The elderly man continues to speak about the future fondly, and in his eyes, he sees it in a lens full of hope instead of fear. “Even if my wife gets to part with me in this life within a couple of hours...with love and faith, I am sure we will see each other again,” he says. “We’ll be together again. And when that happens, it will be forever.”

There’s an optimism you’d find rare to expect from a man facing great loss. But there he was, confronting it head-on. There he was, with some of his best days flashing before his memory--remembering it without regrets, like a man emerging from the homecoming of a fulfilled mission.

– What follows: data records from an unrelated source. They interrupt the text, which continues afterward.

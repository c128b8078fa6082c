//! Test utilities for BlameLens.
//!
//! Provides a builder for porcelain blame streams and an in-memory blame source.

use crate::error::{Error, Result};
use crate::source::BlameSource;
use async_trait::async_trait;
use std::collections::{HashMap, HashSet};
use std::path::Path;
use std::sync::atomic::{AtomicUsize, Ordering};
use std::sync::Mutex;

/// A 40-character hash made of one repeated hex digit.
pub fn sha(c: char) -> String {
    std::iter::repeat(c).take(40).collect()
}

/// Metadata for one commit in a porcelain stream.
#[derive(Debug, Clone)]
pub struct CommitFixture {
    sha: String,
    author: String,
    time: i64,
    tz: String,
    summary: String,
    filename: String,
    previous: Option<(String, String)>,
    boundary: bool,
}

impl CommitFixture {
    pub fn new(sha: &str, author: &str, time: i64) -> Self {
        Self {
            sha: sha.to_string(),
            author: author.to_string(),
            time,
            tz: "+0000".to_string(),
            summary: format!("commit {}", &sha[..8]),
            filename: "foo.txt".to_string(),
            previous: None,
            boundary: false,
        }
    }

    pub fn tz(mut self, tz: &str) -> Self {
        self.tz = tz.to_string();
        self
    }

    pub fn filename(mut self, filename: &str) -> Self {
        self.filename = filename.to_string();
        self
    }

    pub fn previous(mut self, sha: &str, filename: &str) -> Self {
        self.previous = Some((sha.to_string(), filename.to_string()));
        self
    }

    pub fn boundary(mut self) -> Self {
        self.boundary = true;
        self
    }

    fn write_metadata(&self, out: &mut String) {
        let email = format!("<{}@example.com>", self.author.trim().to_lowercase());
        out.push_str(&format!("author {}\n", self.author));
        out.push_str(&format!("author-mail {}\n", email));
        out.push_str(&format!("author-time {}\n", self.time));
        out.push_str(&format!("author-tz {}\n", self.tz));
        out.push_str(&format!("committer {}\n", self.author));
        out.push_str(&format!("committer-mail {}\n", email));
        out.push_str(&format!("committer-time {}\n", self.time));
        out.push_str(&format!("committer-tz {}\n", self.tz));
        out.push_str(&format!("summary {}\n", self.summary));
        if let Some((sha, filename)) = &self.previous {
            out.push_str(&format!("previous {} {}\n", sha, filename));
        }
        if self.boundary {
            out.push_str("boundary\n");
        }
        out.push_str(&format!("filename {}\n", self.filename));
    }
}

/// Builds porcelain output the way `git blame --porcelain` lays it out:
/// metadata only on the first record of each commit.
#[derive(Debug, Default)]
pub struct PorcelainBuilder {
    commits: HashMap<String, CommitFixture>,
    seen: HashSet<String>,
    next_line: usize,
    out: String,
}

impl PorcelainBuilder {
    pub fn new() -> Self {
        Self {
            next_line: 1,
            ..Self::default()
        }
    }

    /// Register commit metadata.
    pub fn commit(mut self, commit: CommitFixture) -> Self {
        self.commits.insert(commit.sha.clone(), commit);
        self
    }

    /// Append the next line of the file (1-indexed original line).
    pub fn line(self, sha: &str, original_line: usize) -> Self {
        let final_line = self.next_line;
        self.line_at(sha, original_line, final_line)
    }

    /// Append a record at an explicit final line (both 1-indexed).
    pub fn line_at(mut self, sha: &str, original_line: usize, final_line: usize) -> Self {
        self.out
            .push_str(&format!("{} {} {} 1\n", sha, original_line, final_line));
        if self.seen.insert(sha.to_string()) {
            if let Some(commit) = self.commits.get(sha) {
                commit.write_metadata(&mut self.out);
            }
        }
        self.out.push_str(&format!("\tcode line {}\n", final_line));
        self.next_line = final_line + 1;
        self
    }

    pub fn build(self) -> String {
        self.out
    }
}

/// In-memory blame source that counts fetches.
#[derive(Debug, Default)]
pub struct MemorySource {
    files: Mutex<HashMap<String, Result<String>>>,
    fetches: AtomicUsize,
}

impl MemorySource {
    pub fn new() -> Self {
        Self::default()
    }

    /// Set the porcelain output returned for `file_name`.
    pub fn set(&self, file_name: &str, data: impl Into<String>) {
        self.files
            .lock()
            .unwrap()
            .insert(file_name.to_string(), Ok(data.into()));
    }

    /// Make fetches for `file_name` fail.
    pub fn fail(&self, file_name: &str, error: Error) {
        self.files
            .lock()
            .unwrap()
            .insert(file_name.to_string(), Err(error));
    }

    pub fn fetches(&self) -> usize {
        self.fetches.load(Ordering::SeqCst)
    }
}

#[async_trait]
impl BlameSource for MemorySource {
    async fn blame_porcelain(&self, file_name: &str, _repo_root: &Path) -> Result<String> {
        self.fetches.fetch_add(1, Ordering::SeqCst);
        tokio::task::yield_now().await;
        self.files
            .lock()
            .unwrap()
            .get(file_name)
            .cloned()
            .unwrap_or_else(|| Err(Error::NotUnderVersionControl(file_name.to_string())))
    }
}

#[cfg(test)]
mod tests {
    use super::*;

    #[test]
    fn test_porcelain_builder_emits_metadata_once() {
        let a = sha('a');
        let data = PorcelainBuilder::new()
            .commit(CommitFixture::new(&a, "Alice", 1_000))
            .line(&a, 1)
            .line(&a, 2)
            .build();

        assert_eq!(data.matches("author Alice").count(), 1);
        assert_eq!(data.matches(&a).count(), 2);
        assert!(data.contains(&format!("{} 2 2 1\n", a)));
    }
}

The hours trickle by, each second dragging us to the inescapable. The Neurology service did their rounds and both the patient’s husband and her family have already decided for the request of a DNAR. Before the end of my shift that morning, it was then that the patient went into cardiopulmonary arrest.

While her body was prepared to be brought to the morgue, the husband approached me again, this time in tears, his face is painted with a visible trace of agony and grief.

“Thank you,” he says with a bow and shook my hand. A tiny smile disguises his sadness, tugging at the small corner of his lips.

It was a fleeting encounter that lingers in your memory long after it happened--a kind of experience that any manual can’t offer, any textbook cannot match anywhere else. Life- changing in several ways, for both the elderly man and I, it was an affirmation that commitment as a doctor in the ER is never misplaced. To witness resilience trump over defeat, to witness humanity’s choice in clinging onto faith even in the unmistakable face of loss and fear are invaluable gifts.

The Hollywood happy ending has a particular template that’s not always matched with reality. In a more real dimension, the director doesn’t always yell “Cut!”, the end is not always confirmed when the credits roll, and a meaningful conclusion isn’t boxed in a singular form. Because other times, the ‘ever after’ we’re looking for is simply the profound consciousness that great love--no matter how unexpected or tragic it slips from your fingers--is never truly lost. And sometimes, it’s in awakening to the realization that you’re in the right place, doing the right thing--aligned with your divine calling and purpose.